[WHAT TO WORK ON] As soon as the line containing "assert_eq!(*display.seen.borrow(), vec![21]);" appears, copy it and every following line word for word until the records end.

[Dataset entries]
-=-=-=-=-

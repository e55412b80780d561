//! Observer: a weather station pushes temperature changes to subscribed displays.

use crate::domain::model::DemoKind;
use crate::domain::ports::Demo;
use crate::utils::error::Result;
use std::io::{self, Write};
use std::rc::Rc;

pub trait Measurements {
    fn temperature(&self) -> i32;
    fn humidity(&self) -> i32;
    fn pressure(&self) -> i32;
}

pub trait Display {
    fn display(&self, measurements: &dyn Measurements, out: &mut dyn Write) -> io::Result<()>;
}

#[derive(Debug, Clone, Copy, PartialEq, Eq, Hash)]
pub struct SubscriptionId(u64);

pub struct WeatherData {
    temperature: i32,
    humidity: i32,
    pressure: i32,
    subscribers: Vec<(SubscriptionId, Rc<dyn Display>)>,
    next_id: u64,
}

impl WeatherData {
    pub fn new() -> Self {
        Self {
            temperature: 20,
            humidity: 85,
            pressure: 110_000,
            subscribers: Vec::new(),
            next_id: 0,
        }
    }

    /// Registers `display`; subscribing the same display again returns its existing id.
    pub fn subscribe(&mut self, display: Rc<dyn Display>) -> SubscriptionId {
        if let Some((id, _)) = self
            .subscribers
            .iter()
            .find(|(_, existing)| Rc::ptr_eq(existing, &display))
        {
            return *id;
        }

        let id = SubscriptionId(self.next_id);
        self.next_id += 1;
        self.subscribers.push((id, display));
        id
    }

    pub fn unsubscribe(&mut self, id: SubscriptionId) -> bool {
        let before = self.subscribers.len();
        self.subscribers.retain(|(existing, _)| *existing != id);
        before != self.subscribers.len()
    }

    pub fn subscriber_count(&self) -> usize {
        self.subscribers.len()
    }

    pub fn temperature_changed(&mut self, temperature: i32, out: &mut dyn Write) -> Result<()> {
        self.temperature = temperature;
        self.notify(out)
    }

    fn notify(&self, out: &mut dyn Write) -> Result<()> {
        tracing::debug!(subscribers = self.subscribers.len(), "notifying displays");
        for (_, display) in &self.subscribers {
            display.display(self, out)?;
        }
        Ok(())
    }
}

impl Default for WeatherData {
    fn default() -> Self {
        Self::new()
    }
}

impl Measurements for WeatherData {
    fn temperature(&self) -> i32 {
        self.temperature
    }

    fn humidity(&self) -> i32 {
        self.humidity
    }

    fn pressure(&self) -> i32 {
        self.pressure
    }
}

pub struct NumberedDisplay {
    number: u32,
}

impl NumberedDisplay {
    pub fn new(number: u32) -> Self {
        Self { number }
    }
}

impl Display for NumberedDisplay {
    fn display(&self, measurements: &dyn Measurements, out: &mut dyn Write) -> io::Result<()> {
        writeln!(
            out,
            "Tmp changed:{} (Display {})",
            measurements.temperature(),
            self.number
        )
    }
}

pub struct Executor;

impl Demo for Executor {
    fn kind(&self) -> DemoKind {
        DemoKind::Observer
    }

    fn run(&self, out: &mut dyn Write) -> Result<()> {
        let mut data = WeatherData::new();

        data.subscribe(Rc::new(NumberedDisplay::new(1)));
        let second = data.subscribe(Rc::new(NumberedDisplay::new(2)));
        data.temperature_changed(25, out)?;
        data.unsubscribe(second);
        data.temperature_changed(27, out)?;
        Ok(())
    }
}

#[cfg(test)]
mod tests {
    use super::*;
    use std::cell::RefCell;

    #[derive(Default)]
    struct RecordingDisplay {
        seen: RefCell<Vec<i32>>,
    }

    impl Display for RecordingDisplay {
        fn display(&self, measurements: &dyn Measurements, _out: &mut dyn Write) -> io::Result<()> {
            self.seen.borrow_mut().push(measurements.temperature());
            Ok(())
        }
    }

    #[test]
    fn test_all_subscribers_receive_every_update() {
        let mut data = WeatherData::new();
        let first = Rc::new(RecordingDisplay::default());
        let second = Rc::new(RecordingDisplay::default());
        data.subscribe(first.clone());
        data.subscribe(second.clone());

        let mut out = Vec::new();
        data.temperature_changed(21, &mut out).unwrap();
        data.temperature_changed(22, &mut out).unwrap();

        assert_eq!(*first.seen.borrow(), vec![21, 22]);
        assert_eq!(*second.seen.borrow(), vec![21, 22]);
    }

    #[test]
    fn test_unsubscribed_display_stops_receiving() {
        let mut data = WeatherData::new();
        let display = Rc::new(RecordingDisplay::default());
        let id = data.subscribe(display.clone());

        let mut out = Vec::new();
        data.temperature_changed(21, &mut out).unwrap();
        assert!(data.unsubscribe(id));
        data.temperature_changed(30, &mut out).unwrap();

        assert_eq!(*display.seen.borrow(), vec![21]);
        assert!(!data.unsubscribe(id));
    }

    #[test]
    fn test_duplicate_subscription_is_ignored() {
        let mut data = WeatherData::new();
        let display = Rc::new(RecordingDisplay::default());
        let first = data.subscribe(display.clone());
        let again = data.subscribe(display.clone());

        assert_eq!(first, again);
        assert_eq!(data.subscriber_count(), 1);

        data.temperature_changed(19, &mut Vec::new()).unwrap();
        assert_eq!(*display.seen.borrow(), vec![19]);
    }

    #[test]
    fn test_executor_output() {
        let mut out = Vec::new();
        Executor.run(&mut out).unwrap();
        assert_eq!(
            String::from_utf8(out).unwrap(),
            "Tmp changed:25 (Display 1)\nTmp changed:25 (Display 2)\nTmp changed:27 (Display 1)\n"
        );
    }

    #[test]
    fn test_initial_measurements() {
        let data = WeatherData::new();
        assert_eq!(data.temperature(), 20);
        assert_eq!(data.humidity(), 85);
        assert_eq!(data.pressure(), 110_000);
    }
}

-=-=-=-=-

[RESULT OF THE TASK]
        assert_eq!(*display.seen.borrow(), vec![21]);
        assert!(!data.unsubscribe(id));
    }

    #[test]
    fn test_duplicate_subscription_is_ignored() {
        let mut data = WeatherData::new();
        let display = Rc::new(RecordingDisplay::default());
        let first = data.subscribe(display.clone());
        let again = data.subscribe(display.clone());

        assert_eq!(first, again);
        assert_eq!(data.subscriber_count(), 1);

        data.temperature_changed(19, &mut Vec::new()).unwrap();
        assert_eq!(*display.seen.borrow(), vec![19]);
    }

    #[test]
    fn test_executor_output() {
        let mut out = Vec::new();
        Executor.run(&mut out).unwrap();
        assert_eq!(
            String::from_utf8(out).unwrap(),
            "Tmp changed:25 (Display 1)\nTmp changed:25 (Display 2)\nTmp changed:27 (Display 1)\n"
        );
    }

    #[test]
    fn test_initial_measurements() {
        let data = WeatherData::new();
        assert_eq!(data.temperature(), 20);
        assert_eq!(data.humidity(), 85);
        assert_eq!(data.pressure(), 110_000);
    }
}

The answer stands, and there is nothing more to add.